The creator of the app in question claims he is being used as a scapegoat. However, it's a little too late to say CA provided the paperwork and said it was legal to harvest millions of Facebook profiles and then say you had no idea they were, erm, harvesting data.
The point is that we're all to blame -- not to so much for telling Facebook too much about ourselves, which we all do, but also spurious apps that pop up on our screens to test our knowledge and to rate us in some way.
I try my best to avoid them because they are clearly data-gathering traps, which just take up too much time. However, I went to "settings" and then "apps" on Facebook today and there were a couple of dozen apps that had access to everything I have up on Facebook.
Believe me -- I try to avoid signing in with Facebook and avoid the "which soap star are you?" or "take our personality test" apps. Nevertheless, over the years, I must have clicked "yes" for a few apps. This despite me always refusing to click the "spy on my friends and groups" consent button that pops up whenever you try to do anything that offers a test result or claims to speed up log in.
All I can say is -- go to Facebook, clicking on "settings" and then "apps," and you will likely find dozens of apps that are harvesting your data as well as using your profile to get data on friends.
So I'm starting to wonder just where the illegality comes in with the data CA used to try to steer Trump in to the White House -- and presumably, influence the Brexit vote, perhaps?
The app in question would have had the right to gather all that data -- it must have been the transfer to CA without the users' permissions that makes the whole deal illegal? Nevertheless, it raises the question: what if there is no need to share the data? What if there are people who own these personality test apps who are ones with bad intentions? They have all the data they need. We gave it to them. And all to find out if which character in Friends we resemble most or see where we fall on the "introvert or extrovert" test.

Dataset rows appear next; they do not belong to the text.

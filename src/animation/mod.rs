//! Animation module - sprite states, facings, and frame tables.

mod frames;
mod sprite;

pub use frames::{FrameTable, FrameTableDef, SpriteDirection, SpriteState};
pub use sprite::AnimatedSprite;
//! Error types for data record loading.

use thiserror::Error;

/// Errors that can occur when loading areas, entities, or their records.
#[derive(Debug, Error)]
pub enum DataLoadError {
    /// File could not be found.
    #[error("File not found: {0}")]
    FileNotFound(String),

    /// File could not be read.
    #[error("Failed to read file '{path}': {details}")]
    ReadError { path: String, details: String },

    /// RON parsing failed.
    #[error("Parse error in '{path}': {details}")]
    ParseError { path: String, details: String },

    /// A record referenced by id does not exist.
    #[error("Unknown {kind} record '{id}'")]
    UnknownRecord { kind: &'static str, id: String },

    /// A character's frame table lacks an entry for a state or direction.
    #[error("Character '{character}' has no frame entry for {entry}")]
    MissingFrame { character: String, entry: String },
}
//! Two-tone health bar that follows its actor.

use bevy::color::Color;
use bevy::math::Vec2;

use crate::core::RectF;
use crate::rendering::Canvas;
use crate::world::HealthBarDef;

/// Health bar drawn above an actor.
///
/// The back bar spans the full size; the front bar's width is the share of
/// health left, recomputed on every update.
#[derive(Debug, Clone)]
pub struct HealthBar {
    position: Vec2,
    size: Vec2,
    max: f32,
    current: f32,
    front_width: f32,
    front: Color,
    back: Color,
    tracking: bool,
}

impl HealthBar {
    /// Place a bar `buffer` units above `bounds`, centred horizontally.
    pub fn above(def: &HealthBarDef, bounds: RectF, max: f32, current: f32) -> Self {
        let size = Vec2::new(def.size.0, def.size.1);
        let position = Vec2::new(
            bounds.center().x - size.x / 2.0,
            bounds.top() - size.y - def.buffer,
        );
        let mut bar = Self {
            position,
            size,
            max,
            current,
            front_width: 0.0,
            front: Color::srgb_u8(def.front.0, def.front.1, def.front.2),
            back: Color::srgb_u8(def.back.0, def.back.1, def.back.2),
            tracking: true,
        };
        bar.update();
        bar
    }

    pub fn position(&self) -> Vec2 {
        self.position
    }

    pub fn front_width(&self) -> f32 {
        self.front_width
    }

    pub fn is_tracking(&self) -> bool {
        self.tracking
    }

    pub fn set_position(&mut self, position: Vec2) {
        self.position = position;
    }

    pub fn move_by(&mut self, delta: Vec2) {
        if self.tracking {
            self.position += delta;
        }
    }

    pub fn set_progress(&mut self, current: f32) {
        if self.tracking {
            self.current = current;
        }
    }

    /// Stop following the actor. Used once it dies.
    pub fn detach(&mut self) {
        self.tracking = false;
    }

    pub fn update(&mut self) {
        let share = if self.max > 0.0 {
            self.current / self.max
        } else {
            0.0
        };
        self.front_width = (self.size.x * share).clamp(0.0, self.size.x);
    }

    pub fn draw(&self, canvas: &mut dyn Canvas) {
        canvas.fill(RectF::from_pos_size(self.position, self.size), self.back);
        canvas.fill(
            RectF::new(self.position.x, self.position.y, self.front_width, self.size.y),
            self.front,
        );
    }
}
//! Frame-counter sprite animation driven by (state, facing) pairs.
//!
//! The frame counter is continuous and advances by a speed scalar every
//! tick. Walking scales the speed by the distance moved, so faster movement
//! animates faster.

use bevy::math::Vec2;

use super::frames::{FrameTable, SpriteDirection, SpriteState};
use crate::core::RectF;
use crate::rendering::Canvas;

/// Animated character sprite drawn from one or more sheets.
#[derive(Debug, Clone)]
pub struct AnimatedSprite {
    position: Vec2,
    frame_size: Vec2,
    base_speed: f32,
    speed: f32,
    frame: f32,
    frame_count: u32,
    row: u32,
    state: SpriteState,
    direction: SpriteDirection,
    table: FrameTable,
    base_sheets: Vec<String>,
    overlays: Vec<String>,
}

impl AnimatedSprite {
    pub fn new(
        position: Vec2,
        frame_size: Vec2,
        base_speed: f32,
        direction: SpriteDirection,
        table: FrameTable,
        base_sheets: Vec<String>,
    ) -> Self {
        let mut sprite = Self {
            position,
            frame_size,
            base_speed,
            speed: base_speed,
            frame: 0.0,
            frame_count: 0,
            row: 0,
            state: SpriteState::Idle,
            direction,
            table,
            base_sheets,
            overlays: Vec::new(),
        };
        sprite.set_state(SpriteState::Idle);
        sprite
    }

    pub fn position(&self) -> Vec2 {
        self.position
    }

    pub fn set_position(&mut self, position: Vec2) {
        self.position = position;
    }

    pub fn state(&self) -> SpriteState {
        self.state
    }

    pub fn direction(&self) -> SpriteDirection {
        self.direction
    }

    pub fn speed(&self) -> f32 {
        self.speed
    }

    /// Whole frame index the counter currently sits on.
    pub fn current_frame(&self) -> u32 {
        self.frame as u32
    }

    pub fn frame_count(&self) -> u32 {
        self.frame_count
    }

    pub fn row(&self) -> u32 {
        self.row
    }

    /// The death animation has reached its final frame and is holding.
    pub fn death_finished(&self) -> bool {
        self.state == SpriteState::Die && self.current_frame() >= self.frame_count
    }

    /// Switch animation state. The frame counter carries over.
    ///
    /// Once a sprite is dying it stays dying.
    pub fn set_state(&mut self, state: SpriteState) {
        if self.state == SpriteState::Die && state != SpriteState::Die {
            return;
        }
        self.frame_count = self.table.frame_count(state);
        self.row = self.table.row(state, self.direction);
        self.state = state;
    }

    pub fn set_direction(&mut self, direction: SpriteDirection) {
        self.direction = direction;
        self.row = self.table.row(self.state, direction);
    }

    /// Replace every non-base sheet (armour and other overlays).
    pub fn set_overlays(&mut self, sheets: Vec<String>) {
        self.overlays = sheets;
    }

    /// Move by `delta` and animate a walk. Refused mid-attack.
    pub fn move_by(&mut self, delta: Vec2) -> bool {
        if self.state == SpriteState::Attack {
            return false;
        }
        self.speed = self.base_speed * delta.length();
        self.position += delta;
        self.set_direction(SpriteDirection::from_vector(delta));
        if delta.x != 0.0 || delta.y != 0.0 {
            self.set_state(SpriteState::Walk);
        } else {
            self.set_state(SpriteState::Idle);
        }
        true
    }

    /// Advance the animation by one tick.
    pub fn update(&mut self) {
        if matches!(self.state, SpriteState::Idle | SpriteState::Attack) {
            self.speed = self.base_speed;
        }
        if self.frame < self.frame_count as f32 && self.speed > 0.0 {
            self.frame += self.speed;
        } else if self.state == SpriteState::Die {
            // hold the last frame
        } else {
            if self.state == SpriteState::Attack {
                self.set_state(SpriteState::Idle);
            }
            self.frame = 0.0;
        }
    }

    /// Source rectangle of the current frame on every sheet.
    pub fn source_rect(&self) -> RectF {
        let column = self
            .current_frame()
            .min(self.frame_count.saturating_sub(1));
        RectF::new(
            column as f32 * self.frame_size.x,
            self.row as f32 * self.frame_size.y,
            self.frame_size.x,
            self.frame_size.y,
        )
    }

    /// Draw base sheets first, then overlays.
    pub fn draw(&self, canvas: &mut dyn Canvas) {
        let source = self.source_rect();
        for sheet in self.base_sheets.iter().chain(&self.overlays) {
            canvas.blit(sheet, source, self.position);
        }
    }
}
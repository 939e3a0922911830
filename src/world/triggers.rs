//! Trigger boxes: rectangles that fire an action when a watched actor
//! first steps into them.
//!
//! Each subscriber is tracked independently. A subscriber fires once when
//! its projected bounds start overlapping the box and must leave before it
//! can fire again. Leaving is silent.

use bevy::color::Color;
use bevy::math::Vec2;
use serde::Deserialize;
use std::collections::{HashMap, HashSet};

use super::data::de_vec2;
use crate::animation::SpriteDirection;
use crate::core::RectF;
use crate::rendering::Canvas;

/// Kind of actor a spawn produces.
#[derive(Debug, Clone, Copy, PartialEq, Eq, Deserialize)]
pub enum EntityKind {
    Player,
    #[serde(alias = "NPC")]
    Npc,
    Enemy,
}

fn one() -> usize {
    1
}

/// Everything needed to spawn an actor into an area.
#[derive(Debug, Clone, PartialEq, Deserialize)]
pub struct SpawnSpec {
    /// Record id of the actor kind.
    pub entity: String,
    /// Name prefix; the spawned actor gets the prefix plus a counter.
    pub name: String,
    pub kind: EntityKind,
    /// Most actors of this prefix and kind a trigger may keep alive.
    #[serde(default = "one")]
    pub max: usize,
    pub direction: SpriteDirection,
    #[serde(deserialize_with = "de_vec2")]
    pub position: Vec2,
    /// Wander limit of the spawned actor.
    pub limit: RectF,
}

/// What a trigger box does when it fires.
#[derive(Debug, Clone, PartialEq, Deserialize)]
pub enum TriggerAction {
    /// Move the player to `position` in area `area`.
    AdvanceArea {
        area: String,
        #[serde(deserialize_with = "de_vec2")]
        position: Vec2,
    },
    /// Spawn an actor.
    SpawnEntity(SpawnSpec),
}

/// Condition checked before a trigger fires.
#[derive(Debug, Clone, Copy, PartialEq, Eq, Default, Deserialize)]
pub enum TriggerGuard {
    #[default]
    Always,
    /// Every enemy is dead or back at its spawn point.
    RoomCleared,
}

#[derive(Debug, Clone)]
struct Subscription {
    key: String,
    enabled: bool,
}

/// Rectangle watching a set of actors for entry.
#[derive(Debug, Clone)]
pub struct TriggerBox {
    rect: RectF,
    subscribers: Vec<Subscription>,
    inside: HashSet<String>,
    action: TriggerAction,
    guard: TriggerGuard,
    snapshot: Option<HashMap<String, bool>>,
    times_triggered: u32,
}

impl TriggerBox {
    pub fn new(rect: RectF, action: TriggerAction, guard: TriggerGuard) -> Self {
        Self {
            rect,
            subscribers: Vec::new(),
            inside: HashSet::new(),
            action,
            guard,
            snapshot: None,
            times_triggered: 0,
        }
    }

    pub fn rect(&self) -> RectF {
        self.rect
    }

    pub fn action(&self) -> &TriggerAction {
        &self.action
    }

    pub fn guard(&self) -> TriggerGuard {
        self.guard
    }

    pub fn times_triggered(&self) -> u32 {
        self.times_triggered
    }

    pub fn subscriber_count(&self) -> usize {
        self.subscribers.len()
    }

    pub fn is_enabled(&self, key: &str) -> bool {
        self.subscribers
            .iter()
            .any(|s| s.key == key && s.enabled)
    }

    pub fn is_inside(&self, key: &str) -> bool {
        self.inside.contains(key)
    }

    /// Watch `key`. Subscribing twice enables the existing entry.
    pub fn subscribe(&mut self, key: &str) {
        match self.subscribers.iter_mut().find(|s| s.key == key) {
            Some(existing) => existing.enabled = true,
            None => self.subscribers.push(Subscription {
                key: key.to_string(),
                enabled: true,
            }),
        }
    }

    /// Stop watching `key` for good.
    pub fn detach(&mut self, key: &str) {
        self.subscribers.retain(|s| s.key != key);
        self.inside.remove(key);
    }

    /// Disable every subscriber, optionally remembering who was enabled.
    pub fn unload(&mut self, persist: bool) {
        if persist {
            self.snapshot = Some(
                self.subscribers
                    .iter()
                    .map(|s| (s.key.clone(), s.enabled))
                    .collect(),
            );
        }
        for subscriber in &mut self.subscribers {
            subscriber.enabled = false;
        }
    }

    /// Re-enable subscribers, from the saved snapshot when `restore` is set
    /// and one exists, otherwise all of them.
    pub fn load(&mut self, restore: bool) {
        let snapshot = self.snapshot.take();
        match snapshot {
            Some(saved) if restore => {
                for subscriber in &mut self.subscribers {
                    subscriber.enabled = saved.get(&subscriber.key).copied().unwrap_or(false);
                }
            }
            _ => {
                for subscriber in &mut self.subscribers {
                    subscriber.enabled = true;
                }
            }
        }
    }

    /// Feed one movement of subscriber `key`, whose bounds after the move
    /// are `projected`. Returns the action if the box fires.
    pub fn observe(
        &mut self,
        key: &str,
        projected: RectF,
        guard_holds: impl FnOnce(TriggerGuard) -> bool,
    ) -> Option<TriggerAction> {
        if !self.is_enabled(key) {
            return None;
        }

        let overlaps = self.rect.intersects(&projected);
        let inside = self.inside.contains(key);

        if overlaps && !inside && guard_holds(self.guard) {
            self.inside.insert(key.to_string());
            self.times_triggered += 1;
            Some(self.action.clone())
        } else if !overlaps && inside {
            self.inside.remove(key);
            None
        } else {
            None
        }
    }

    pub fn draw_debug(&self, canvas: &mut dyn Canvas) {
        canvas.fill(self.rect, Color::BLACK);
    }
}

Getting back to permissions, here is the really spooky part. When you click "ok" to carry on with whatever it is you want to do, you're giving access not just to your profile and email address but also to your list of friends. That's pretty invasive, in my book.
But here's where it becomes really intrusive. A few of the apps on my list are tracking my religious and political views as well as the groups or pages I like.
Can anyone here see a GDPR bear trap opening right up for Facebook and these apps it allows to scour around gathering our personal information? I can. Let me explain very briefly.
A lot of companies quite legally claim direct marketing to be a "legitimate interest" under GDPR. They want to market, it does us no real harm, so they will carry on.
However, GDPR is very clear on sensitive data. It can only be processed with unambiguous and informed permission from the person involved. Religion is one of those areas selected as being sensitive, as are political views, union activity, sexual orientation and the like.
I removed a bunch of apps from my Facebook list, but I have kept a couple aside that have automatically assumed the right to process my religious and political beliefs as well as the pages I like. The beliefs are undeniably sensitive data, and there could well be sensitive data in the groups or page I have liked -- particularly if they represent my sexual orientation, my health or union activity.
You can probably guess the next bit. May 26th -- the day after GDPR becomes law -- guess who will get reported to the ICO for processing sensitive data without my permission that could only have been achieved through repermissioning me?
The brands involved will claim that I said "yes" at some stage to selling them a kidney to find out which Star Wars character I most resemble or easy log-in from any device. However, they are on thin ice that's melting. Permission under GDPR must be granular and must be informed and freely given.
Withholding access to an app unless permission is given means that it is, by definition not freely given. By bunching in a whole set of assumptions and pre-ticking a load of boxes you only discover after an investigation in the "settings" menu, is very much not granular or representative of permission given for each use. Do you get the drift? Nothing in this represents permission under GDPR's revised definition.
Nor do any of these tactics come anywhere near having achieved granular, informed consent to processing each form of sensitive personal data.
So we have ourselves to blame for having inadvertently given away too much. We have all done it. On May 26th, the day after GDPR becomes law, we get to fight back. Are you in?